Od sierpnia we Francji do kawiarni, restauracji, centrum handlowego czy placówki medycznej będą mogły wejść wyłącznie osoby legitymujące się certyfikatem sanitarnym. Ponadto obowiązkiem szczepień objęci zostaną wszyscy pracownicy medyczni. Decyzje te wywołały w kraju dwie reakcje. Niektórzy zaczęli szybko zapisywać się na szczepienia, inni z kolei rozpoczęli protesty, oskarżając rząd o szantaż.

Do sprawy odniósł się abp Pierre d’Ornellas, w którego ocenie zabrakło braterstwa i zaufania.

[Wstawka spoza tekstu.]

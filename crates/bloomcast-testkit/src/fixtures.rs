//! Test fixtures and helpers.
//!
//! Common setup code for node-level integration tests: in-memory nodes
//! wired over the memory transport, with short poll intervals so sync
//! completes quickly.

use std::future::Future;
use std::sync::Arc;
use std::time::Duration;

use bloomcast_core::{Chain, FeedKeypair, Value};
use bloomcast_node::{memory, MemoryTrust, Node, NodeConfig, PeerId, Trust};
use bloomcast_store::MemoryStore;

/// Poll interval used by test nodes.
pub const TEST_POLL_INTERVAL: Duration = Duration::from_millis(15);

/// Turn string slices into values.
pub fn values(items: &[&str]) -> Vec<Value> {
    items.iter().map(|s| Value::from(*s)).collect()
}

/// Install a fmt tracing subscriber honoring `RUST_LOG`. Safe to call
/// from every test; only the first call wins.
pub fn init_tracing() {
    use tracing_subscriber::EnvFilter;
    let _ = tracing_subscriber::fmt()
        .with_env_filter(EnvFilter::from_default_env())
        .with_test_writer()
        .try_init();
}

/// A node over an in-memory store and trust store.
pub struct NodeFixture {
    pub node: Arc<Node>,
    pub store: Arc<MemoryStore>,
    pub trust: Arc<MemoryTrust>,
}

impl NodeFixture {
    /// A full node sharing the given feed identity.
    pub fn full(keypair: &FeedKeypair) -> Self {
        Self::build(keypair, true, Chain::root())
    }

    /// A partial node sharing the given feed identity.
    pub fn partial(keypair: &FeedKeypair) -> Self {
        Self::build(keypair, false, Chain::root())
    }

    /// A full node starting with a delegation proof.
    pub fn full_with_chain(keypair: &FeedKeypair, chain: Chain) -> Self {
        Self::build(keypair, true, chain)
    }

    fn build(keypair: &FeedKeypair, full: bool, chain: Chain) -> Self {
        let store = Arc::new(MemoryStore::new());
        let trust = Arc::new(MemoryTrust::new());

        let mut config = NodeConfig::new(keypair.feed_key(), keypair.seed().to_vec())
            .with_chain(chain)
            .with_poll_interval(TEST_POLL_INTERVAL);
        if !full {
            config = config.partial();
        }

        let node = Node::new(
            config,
            store.clone(),
            Some(trust.clone() as Arc<dyn Trust>),
        );

        Self { node, store, trust }
    }
}

/// Connect two fixtures over an in-memory duplex.
///
/// Both handshakes run concurrently, as they would over a socket.
pub async fn connect(a: &NodeFixture, b: &NodeFixture) -> (PeerId, PeerId) {
    let (conn_a, conn_b) = memory::pair();
    let (id_a, id_b) = tokio::join!(
        a.node.add_peer(Box::new(conn_a)),
        b.node.add_peer(Box::new(conn_b)),
    );
    (id_a.expect("handshake a"), id_b.expect("handshake b"))
}

/// Poll an async predicate until it holds or `timeout` expires.
///
/// Returns whether the predicate became true. Keeps tests free of fixed
/// sleeps that either waste time or flake.
pub async fn wait_until<F, Fut>(timeout: Duration, mut check: F) -> bool
where
    F: FnMut() -> Fut,
    Fut: Future<Output = bool>,
{
    let deadline = tokio::time::Instant::now() + timeout;
    loop {
        if check().await {
            return true;
        }
        if tokio::time::Instant::now() >= deadline {
            return false;
        }
        tokio::time::sleep(Duration::from_millis(5)).await;
    }
}
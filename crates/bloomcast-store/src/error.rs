//! Error types for the store module.

use thiserror::Error;

/// Errors that can occur during store operations.
#[derive(Debug, Error)]
pub enum StoreError {
    /// Backend-specific failure (database, network storage, ...).
    #[error("backend error: {0}")]
    Backend(String),

    /// Invalid data found in storage.
    #[error("invalid data: {0}")]
    InvalidData(String),

    /// I/O error.
    #[error("I/O error: {0}")]
    Io(#[from] std::io::Error),
}

/// Result type for store operations.
pub type Result<T> = std::result::Result<T, StoreError>;
//! # Bloomcast Testkit
//!
//! Fixtures, generators, and helpers for testing Bloomcast nodes. The
//! cross-node integration scenarios live in this crate's `tests/`
//! directory.

pub mod fixtures;
pub mod generators;

pub use fixtures::{connect, init_tracing, values, wait_until, NodeFixture};
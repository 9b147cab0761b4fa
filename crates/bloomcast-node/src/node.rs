//! The Node: root orchestrator for feed replication.
//!
//! A node owns the shared store, the current authorization chain, the
//! optional trust collaborator, and the live peer and watcher sets. It
//! accepts connections, fans newly accepted values out to every other
//! peer and every matching watcher, and keeps the shortest authorization
//! chain observed for its feed.

use std::collections::HashMap;
use std::sync::atomic::{AtomicBool, AtomicU64, Ordering};
use std::sync::{Arc, Mutex as StdMutex, RwLock as StdRwLock};
use std::time::Duration;

use bytes::Bytes;
use tokio::sync::mpsc;
use tracing::{debug, trace, warn};

use bloomcast_core::{Chain, FeedKey, Range, Value};
use bloomcast_store::Store;

use crate::error::{NodeError, Result};
use crate::peer::{Peer, PeerConfig, PeerEvent, PeerId};
use crate::transport::{Channel, Connector, HandshakeConfig};
use crate::trust::Trust;
use crate::watcher::{Watcher, WatcherId, WatcherSlot};

/// How often full-mode peers advertise their filter by default.
pub const DEFAULT_POLL_INTERVAL: Duration = Duration::from_secs(30);

const PEER_EVENT_BUFFER: usize = 64;

/// Configuration for a node.
#[derive(Debug, Clone)]
pub struct NodeConfig {
    /// The feed being replicated.
    pub feed_key: FeedKey,
    /// Secret key material proving write authority during handshakes.
    pub private_key: Bytes,
    /// Initial delegation proof; root keyholders use the empty chain.
    pub chain: Chain,
    /// Full mode continuously reconciles the whole feed; partial mode
    /// fetches only explicitly watched ranges.
    pub full: bool,
    /// Interval between filter advertisements in full mode.
    pub poll_interval: Duration,
}

impl NodeConfig {
    /// Configuration for a full node with default polling.
    pub fn new(feed_key: FeedKey, private_key: impl Into<Bytes>) -> Self {
        Self {
            feed_key,
            private_key: private_key.into(),
            chain: Chain::root(),
            full: true,
            poll_interval: DEFAULT_POLL_INTERVAL,
        }
    }

    /// Switch to partial mode.
    pub fn partial(mut self) -> Self {
        self.full = false;
        self
    }

    /// Start with a delegation proof.
    pub fn with_chain(mut self, chain: Chain) -> Self {
        self.chain = chain;
        self
    }

    /// Override the poll interval.
    pub fn with_poll_interval(mut self, interval: Duration) -> Self {
        self.poll_interval = interval;
        self
    }
}

/// The root orchestrator: one per process identity, alive for the whole
/// replication session.
pub struct Node {
    config: NodeConfig,
    store: Arc<dyn Store>,
    trust: Option<Arc<dyn Trust>>,
    /// Shortest chain observed for our feed key.
    chain: StdRwLock<Chain>,
    peers: StdMutex<HashMap<PeerId, Arc<Peer>>>,
    watchers: StdMutex<HashMap<WatcherId, WatcherSlot>>,
    next_peer: AtomicU64,
    next_watcher: AtomicU64,
    closed: AtomicBool,
}
//! Error types for Bloomcast core primitives.

use thiserror::Error;

/// Core errors that can occur while handling keys and chains.
#[derive(Debug, Error)]
pub enum CoreError {
    #[error("invalid public key")]
    InvalidPublicKey,

    #[error("invalid signature")]
    InvalidSignature,
}
//! Values and ranges.
//!
//! A [`Value`] is the opaque unit of replication: a byte sequence totally
//! ordered by lexicographic comparison. A [`Range`] is a half-open interval
//! `[start, end)` over that ordering, with an optional (open-ended) end.

use bytes::Bytes;
use serde::{Deserialize, Serialize};
use std::fmt;

/// An opaque byte value, ordered lexicographically.
///
/// Cheap to clone: backed by [`Bytes`]. Deduplication is the store's job;
/// two values with identical bytes are the same value.
#[derive(Clone, PartialEq, Eq, PartialOrd, Ord, Hash, Serialize, Deserialize)]
pub struct Value(Bytes);

impl Value {
    /// Create a value from raw bytes.
    pub fn new(bytes: impl Into<Bytes>) -> Self {
        Self(bytes.into())
    }

    /// View the underlying bytes.
    pub fn as_bytes(&self) -> &[u8] {
        &self.0
    }

    /// Length in bytes.
    pub fn len(&self) -> usize {
        self.0.len()
    }

    /// Whether the value is empty.
    pub fn is_empty(&self) -> bool {
        self.0.is_empty()
    }
}

impl fmt::Debug for Value {
    fn fmt(&self, f: &mut fmt::Formatter<'_>) -> fmt::Result {
        match std::str::from_utf8(&self.0) {
            Ok(s) => write!(f, "Value({:?})", s),
            Err(_) => write!(f, "Value(0x{})", hex::encode(&self.0)),
        }
    }
}

impl From<&str> for Value {
    fn from(s: &str) -> Self {
        Self(Bytes::copy_from_slice(s.as_bytes()))
    }
}

impl From<Vec<u8>> for Value {
    fn from(v: Vec<u8>) -> Self {
        Self(Bytes::from(v))
    }
}

impl From<&[u8]> for Value {
    fn from(v: &[u8]) -> Self {
        Self(Bytes::copy_from_slice(v))
    }
}

impl AsRef<[u8]> for Value {
    fn as_ref(&self) -> &[u8] {
        &self.0
    }
}

/// A half-open interval `[start, end)` over value ordering.
///
/// `end: None` means open-ended: every value `>= start` matches.
#[derive(Debug, Clone, PartialEq, Eq, Serialize, Deserialize)]
pub struct Range {
    /// Inclusive lower bound.
    pub start: Value,
    /// Exclusive upper bound; `None` = unbounded.
    pub end: Option<Value>,
}

impl Range {
    /// Create a bounded range `[start, end)`.
    pub fn new(start: impl Into<Value>, end: impl Into<Value>) -> Self {
        Self {
            start: start.into(),
            end: Some(end.into()),
        }
    }

    /// Create an open-ended range `[start, ..)`.
    pub fn open(start: impl Into<Value>) -> Self {
        Self {
            start: start.into(),
            end: None,
        }
    }

    /// The range covering every value.
    pub fn all() -> Self {
        Self {
            start: Value::new(Bytes::new()),
            end: None,
        }
    }

    /// Whether `value` falls inside the range.
    pub fn contains(&self, value: &Value) -> bool {
        if *value < self.start {
            return false;
        }
        match &self.end {
            Some(end) => value < end,
            None => true,
        }
    }
}
//! The membership filter behind [`crate::MemoryStore`].
//!
//! A plain bloom filter probed with blake3. Each value sets `hash_count`
//! bits chosen by seeded hashes; lookups may report false positives but
//! never false negatives. The same probe sequence is applied to foreign
//! [`FilterSummary`] payloads via [`summary_contains`], which is what makes
//! two stores' filters comparable during reconciliation.

use bytes::Bytes;

use bloomcast_core::{FilterSummary, Value};

/// Target bits per stored value. ~10 bits with 4 probes gives a false
/// positive rate around 1%.
const BITS_PER_ITEM: u64 = 10;
const DEFAULT_HASH_COUNT: u32 = 4;
const MIN_BITS: u64 = 512;

/// A bloom membership filter over values.
#[derive(Debug, Clone)]
pub struct Bloom {
    bits: Vec<u8>,
    bit_count: u64,
    hash_count: u32,
    seed: u64,
}

impl Bloom {
    /// Create a filter sized for roughly `capacity` values.
    pub fn with_capacity(capacity: usize, seed: u64) -> Self {
        let bit_count = (capacity as u64 * BITS_PER_ITEM).max(MIN_BITS);
        let bit_count = (bit_count + 7) / 8 * 8;
        Self {
            bits: vec![0u8; (bit_count / 8) as usize],
            bit_count,
            hash_count: DEFAULT_HASH_COUNT,
            seed,
        }
    }

    /// Set the probe bits for a value.
    pub fn insert(&mut self, value: &Value) {
        for i in 0..self.hash_count {
            let bit = probe(self.seed, i, value) % self.bit_count;
            self.bits[(bit / 8) as usize] |= 1 << (bit % 8);
        }
    }

    /// Whether the value is probably present.
    pub fn contains(&self, value: &Value) -> bool {
        (0..self.hash_count).all(|i| {
            let bit = probe(self.seed, i, value) % self.bit_count;
            self.bits[(bit / 8) as usize] & (1 << (bit % 8)) != 0
        })
    }

    /// Export the filter as a wire summary.
    pub fn summary(&self) -> FilterSummary {
        FilterSummary {
            filter: Bytes::copy_from_slice(&self.bits),
            bits: self.bit_count,
            hash_count: self.hash_count,
            seed: self.seed,
        }
    }
}

/// Probe a foreign filter summary for a value.
///
/// An empty summary matches nothing, so diffing against a fresh store
/// reports every local value as missing.
pub fn summary_contains(summary: &FilterSummary, value: &Value) -> bool {
    if summary.bits == 0 || summary.hash_count == 0 {
        return false;
    }
    (0..summary.hash_count).all(|i| {
        let bit = probe(summary.seed, i, value) % summary.bits;
        let byte = (bit / 8) as usize;
        match summary.filter.get(byte) {
            Some(b) => b & (1 << (bit % 8)) != 0,
            None => false,
        }
    })
}

fn probe(seed: u64, index: u32, value: &Value) -> u64 {
    let mut hasher = blake3::Hasher::new();
    hasher.update(b"bloomcast-probe-v0:");
    hasher.update(&seed.to_le_bytes());
    hasher.update(&index.to_le_bytes());
    hasher.update(value.as_bytes());
    let digest = hasher.finalize();
    u64::from_le_bytes(digest.as_bytes()[..8].try_into().expect("8 bytes"))
}
//! # Bloomcast Node
//!
//! The peer synchronization orchestrator: replicates an append-only,
//! cryptographically-authorized feed across a mesh of peers using
//! membership-filter reconciliation instead of full-history transfer.
//!
//! ## Overview
//!
//! A [`Node`] owns shared storage, the current authorization chain, an
//! optional trust collaborator, the set of live [`Peer`]s and the set of
//! active [`Watcher`]s. Each peer drives the sync protocol over one secured
//! channel: it periodically advertises the local filter summary (full
//! mode), answers range requests (partial mode), and pushes freshly
//! accepted values. Values accepted from one peer fan out to every other
//! peer and to every matching watcher.
//!
//! ## Key Properties
//!
//! - **Idempotent**: re-delivered values are deduplicated by the store and
//!   never re-broadcast
//! - **Best-effort fan-out**: a peer disconnecting mid-broadcast is dropped
//!   silently, never fails the insert
//! - **Isolated failures**: a broken channel tears down one peer, not the
//!   node
//!
//! ## Message Flow
//!
//! ```text
//! Node A                              Node B
//!   |-------- Sync {summary} -------->|
//!   |<------- Data {values} ----------|   values likely missing on A
//!   |<------- Sync {summary} ---------|
//!   |-------- Data {values} --------->|   values likely missing on B
//!   |                                 |
//!   |-------- Request {range} ------->|   partial-mode pull
//!   |<------- Data {values} ----------|
//! ```

pub mod convergence;
pub mod error;
pub mod messages;
pub mod node;
pub mod peer;
pub mod transport;
pub mod trust;
pub mod watcher;

pub use convergence::{state_digest, verify_convergence, ConvergenceResult};
pub use error::{NodeError, Result};
pub use messages::{limits, WireMessage};
pub use node::{Node, NodeConfig, DEFAULT_POLL_INTERVAL};
pub use peer::{Peer, PeerConfig, PeerEvent, PeerId};
pub use transport::{memory, Channel, ChannelEvent, Connector, HandshakeConfig};
pub use trust::{MemoryTrust, Trust};
pub use watcher::{Watcher, WatcherId};
//! Membership-filter summaries.
//!
//! A [`FilterSummary`] is the compact probabilistic digest a store exposes
//! for the sync handshake. The filter *data structure* lives with the
//! storage collaborator; this is only its serialized shape on the wire.

use bytes::Bytes;
use serde::{Deserialize, Serialize};

/// A compact probabilistic membership digest of a value set.
///
/// Sent in `Sync` messages so the remote store can compute which of its
/// values are likely missing locally. May produce false positives (a value
/// reported present that is not), never false negatives.
#[derive(Debug, Clone, PartialEq, Eq, Serialize, Deserialize)]
pub struct FilterSummary {
    /// The raw filter bit array.
    pub filter: Bytes,
    /// Number of bits in the filter.
    pub bits: u64,
    /// Number of hash probes per value.
    pub hash_count: u32,
    /// Seed mixed into every probe hash.
    pub seed: u64,
}

impl FilterSummary {
    /// A summary matching nothing (the empty store).
    pub fn empty() -> Self {
        Self {
            filter: Bytes::new(),
            bits: 0,
            hash_count: 0,
            seed: 0,
        }
    }

    /// Whether the summary describes an empty value set.
    pub fn is_empty(&self) -> bool {
        self.filter.iter().all(|b| *b == 0)
    }
}
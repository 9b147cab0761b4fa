//! # Bloomcast Store
//!
//! Storage abstraction for Bloomcast. Provides a trait-based interface for
//! value persistence and membership-filter reconciliation, with an
//! in-memory reference implementation.
//!
//! ## Overview
//!
//! The store module abstracts value storage behind the [`Store`] trait,
//! keeping the replication layer storage-agnostic. [`MemoryStore`] is the
//! in-memory implementation used by tests and small deployments; persistent
//! backends implement the same trait.
//!
//! ## Key Types
//!
//! - [`Store`] - The async trait for all storage operations
//! - [`MemoryStore`] - In-memory bloom-backed storage
//! - [`Bloom`] - The membership filter behind [`MemoryStore`]
//!
//! ## Design Notes
//!
//! - **Idempotent inserts**: `bulk_insert` returns exactly the subsequence
//!   that was newly persisted; re-inserting a known value is a no-op.
//! - **No false negatives**: the filter may claim a value is present when
//!   it is not, never the reverse, so reconciliation can only *delay*
//!   convergence, not lose data.

pub mod bloom;
pub mod error;
pub mod memory;
pub mod traits;

pub use bloom::{summary_contains, Bloom};
pub use error::{Result, StoreError};
pub use memory::MemoryStore;
pub use traits::Store;
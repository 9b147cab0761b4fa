//! Cross-node integration scenarios.
//!
//! Each test wires real nodes over the in-memory transport and drives the
//! full sync protocol: handshakes, filter polls, range requests, and
//! broadcast fan-out.

use std::time::Duration;

use bloomcast_core::{Chain, FeedKeypair, Link, Range, Value};
use bloomcast_node::{limits, verify_convergence, Watcher};
use bloomcast_testkit::{connect, init_tracing, values, wait_until, NodeFixture};

const SYNC_TIMEOUT: Duration = Duration::from_secs(5);

fn feed() -> FeedKeypair {
    FeedKeypair::generate()
}

/// Collect watcher batches until the stream goes quiet.
async fn drain(watcher: &mut Watcher, quiet: Duration) -> Vec<Value> {
    let mut got = Vec::new();
    while let Ok(Some(batch)) = tokio::time::timeout(quiet, watcher.recv()).await {
        got.extend(batch);
    }
    got
}

/// Collect at least `count` values from a watcher, sorted, panicking on
/// timeout.
async fn collect_at_least(watcher: &mut Watcher, count: usize) -> Vec<Value> {
    let deadline = tokio::time::Instant::now() + SYNC_TIMEOUT;
    let mut got = Vec::new();
    while got.len() < count {
        let remaining = deadline
            .checked_duration_since(tokio::time::Instant::now())
            .unwrap_or_else(|| panic!("watcher produced only {} of {count} values", got.len()));
        match tokio::time::timeout(remaining, watcher.recv()).await {
            Ok(Some(batch)) => got.extend(batch),
            Ok(None) => panic!("watcher closed after {} of {count} values", got.len()),
            Err(_) => panic!("watcher produced only {} of {count} values", got.len()),
        }
    }
    got.sort();
    got
}

#[tokio::test]
async fn full_nodes_converge_after_connection() {
    init_tracing();
    let keypair = feed();
    let a = NodeFixture::full(&keypair);
    let b = NodeFixture::full(&keypair);

    // Disjoint sets plus one shared value.
    a.node.bulk_insert(&values(&["hello", "world"])).await.unwrap();
    b.node.bulk_insert(&values(&["ohai", "world"])).await.unwrap();

    // Watch everything on A to observe exactly what gets delivered.
    let mut watcher = a.node.watch(Range::open("")).await.unwrap();
    let initial = watcher.recv().await.unwrap();
    assert_eq!(initial, values(&["hello", "world"]));

    connect(&a, &b).await;

    assert!(
        wait_until(SYNC_TIMEOUT, || async {
            a.node.has(&Value::from("ohai")).await.unwrap()
                && b.node.has(&Value::from("hello")).await.unwrap()
        })
        .await,
        "nodes never converged"
    );

    assert!(verify_convergence(&*a.store, &*b.store)
        .await
        .unwrap()
        .is_converged());

    // "world" was known on both sides; it must never be re-accepted, so
    // the watcher saw each value exactly once.
    let mut seen = initial;
    seen.extend(drain(&mut watcher, Duration::from_millis(100)).await);
    seen.sort();
    assert_eq!(seen, values(&["hello", "ohai", "world"]));
}

#[tokio::test]
async fn partial_node_watch_before_connecting() {
    init_tracing();
    let keypair = feed();
    let a = NodeFixture::full(&keypair);
    let b = NodeFixture::partial(&keypair);

    a.node
        .bulk_insert(&values(&["hello", "holy", "world"]))
        .await
        .unwrap();

    // Watch before any peer exists; the range is replayed on connect.
    let mut watcher = b.node.watch(Range::new("h", "i")).await.unwrap();

    connect(&a, &b).await;

    let got = collect_at_least(&mut watcher, 2).await;
    assert_eq!(got, values(&["hello", "holy"]));

    // Nothing outside the watched range reached the partial node.
    assert!(!b.node.has(&Value::from("world")).await.unwrap());
    assert!(drain(&mut watcher, Duration::from_millis(100)).await.is_empty());
}

#[tokio::test]
async fn partial_node_watch_after_connecting() {
    init_tracing();
    let keypair = feed();
    let a = NodeFixture::full(&keypair);
    let b = NodeFixture::partial(&keypair);

    a.node
        .bulk_insert(&values(&["hello", "holy", "world"]))
        .await
        .unwrap();

    connect(&a, &b).await;

    // Watch with the peer already connected; the request goes out now.
    let mut watcher = b.node.watch(Range::new("h", "i")).await.unwrap();

    let got = collect_at_least(&mut watcher, 2).await;
    assert_eq!(got, values(&["hello", "holy"]));
}

#[tokio::test]
async fn watcher_range_fidelity_under_live_inserts() {
    init_tracing();
    let keypair = feed();
    let a = NodeFixture::full(&keypair);
    let b = NodeFixture::partial(&keypair);

    connect(&a, &b).await;
    let mut watcher = b.node.watch(Range::new("h", "i")).await.unwrap();

    // Live inserts on A get pushed to B; the watcher must filter.
    for batch in [
        values(&["alpha", "hello"]),
        values(&["world"]),
        values(&["holy", "zeta"]),
    ] {
        a.node.bulk_insert(&batch).await.unwrap();
    }

    let got = collect_at_least(&mut watcher, 2).await;
    assert_eq!(got, values(&["hello", "holy"]));
    assert!(drain(&mut watcher, Duration::from_millis(100)).await.is_empty());
}

#[tokio::test]
async fn bulk_insert_is_idempotent() {
    init_tracing();
    let keypair = feed();
    let a = NodeFixture::full(&keypair);

    let batch = values(&["one", "two", "three"]);
    let first = a.node.bulk_insert(&batch).await.unwrap();
    assert_eq!(first.len(), 3);

    let second = a.node.bulk_insert(&batch).await.unwrap();
    assert!(second.is_empty());
    assert_eq!(a.store.len(), 3);
}

#[tokio::test]
async fn larger_disjoint_sets_converge() {
    init_tracing();
    let keypair = feed();
    let a = NodeFixture::full(&keypair);
    let b = NodeFixture::full(&keypair);

    let set_a: Vec<Value> = (0..120)
        .map(|i| Value::from(format!("a-{i:03}").into_bytes()))
        .collect();
    let set_b: Vec<Value> = (0..120)
        .map(|i| Value::from(format!("b-{i:03}").into_bytes()))
        .collect();

    a.node.bulk_insert(&set_a).await.unwrap();
    b.node.bulk_insert(&set_b).await.unwrap();

    connect(&a, &b).await;

    assert!(
        wait_until(SYNC_TIMEOUT, || async {
            verify_convergence(&*a.store, &*b.store)
                .await
                .unwrap()
                .is_converged()
        })
        .await,
        "large sets never converged"
    );
    assert_eq!(a.store.len(), 240);
}

#[tokio::test]
async fn diff_wider_than_one_message_converges() {
    init_tracing();
    let keypair = feed();
    let a = NodeFixture::full(&keypair);
    let b = NodeFixture::full(&keypair);

    // More values than fit in a single Data message.
    let batch: Vec<Value> = (0..limits::MAX_VALUES_PER_MESSAGE + 100)
        .map(|i| Value::from(format!("v-{i:05}").into_bytes()))
        .collect();
    a.node.bulk_insert(&batch).await.unwrap();

    connect(&a, &b).await;

    assert!(
        wait_until(Duration::from_secs(10), || async {
            b.store.len() == batch.len()
        })
        .await,
        "oversized diff never fully transferred"
    );
    assert!(verify_convergence(&*a.store, &*b.store)
        .await
        .unwrap()
        .is_converged());
}

#[tokio::test]
async fn handshake_chains_reach_trust_stores() {
    init_tracing();
    let root = feed();
    let member = FeedKeypair::generate();
    let delegation = Chain::from_links(vec![Link::delegate(&root, member.feed_key(), 0)]);

    let a = NodeFixture::full_with_chain(&root, delegation);
    let b = NodeFixture::full(&root);
    let feed_key = root.feed_key();

    connect(&a, &b).await;

    // Each side records the chain the other presented during the
    // handshake.
    assert!(
        wait_until(SYNC_TIMEOUT, || async {
            b.trust.chain(&feed_key).map(|c| c.len()) == Some(1)
                && a.trust.chain(&feed_key).map(|c| c.len()) == Some(0)
        })
        .await,
        "handshake chains never recorded"
    );

    // Chain adoption only happens on explicit chain-update announcements,
    // so each node's own proof is untouched by the handshake.
    assert_eq!(a.node.chain().len(), 1);
    assert_eq!(b.node.chain().len(), 0);
}

#[tokio::test]
async fn closing_one_node_leaves_the_other_alive() {
    init_tracing();
    let keypair = feed();
    let a = NodeFixture::full(&keypair);
    let b = NodeFixture::full(&keypair);

    connect(&a, &b).await;
    a.node.insert("before").await.unwrap();

    assert!(
        wait_until(SYNC_TIMEOUT, || async {
            b.node.has(&Value::from("before")).await.unwrap()
        })
        .await
    );

    a.node.close().await;

    assert!(
        wait_until(SYNC_TIMEOUT, || async { b.node.peer_count() == 0 }).await,
        "peer teardown never propagated"
    );

    // B keeps serving local operations.
    assert!(b.node.insert("after").await.unwrap());
    assert!(b.node.has(&Value::from("after")).await.unwrap());
}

- „Osobiście, podobnie jak inni, postanowiłem się zaszczepić, skłoniło mnie do tego braterstwo. Niektórzy się wahają. Boją się, chcą zrozumieć. Jest to w pełni uprawnione”

- podkreśla hierarcha.

Duchowny odniósł się przy tym do relacji zaufania, która powinna łączyć lekarza i pacjenta. Wskazuje, że wiele osób wciąż ma obawy co do nieszkodliwości szczepionek. Dlatego wskazuje na konieczność wsłuchiwania się w te obawy przez lekarzy i ich wyjaśniania. Podkreśla, że medycy powinni odpowiedzieć bez niedomówień na wszystkie wątpliwości.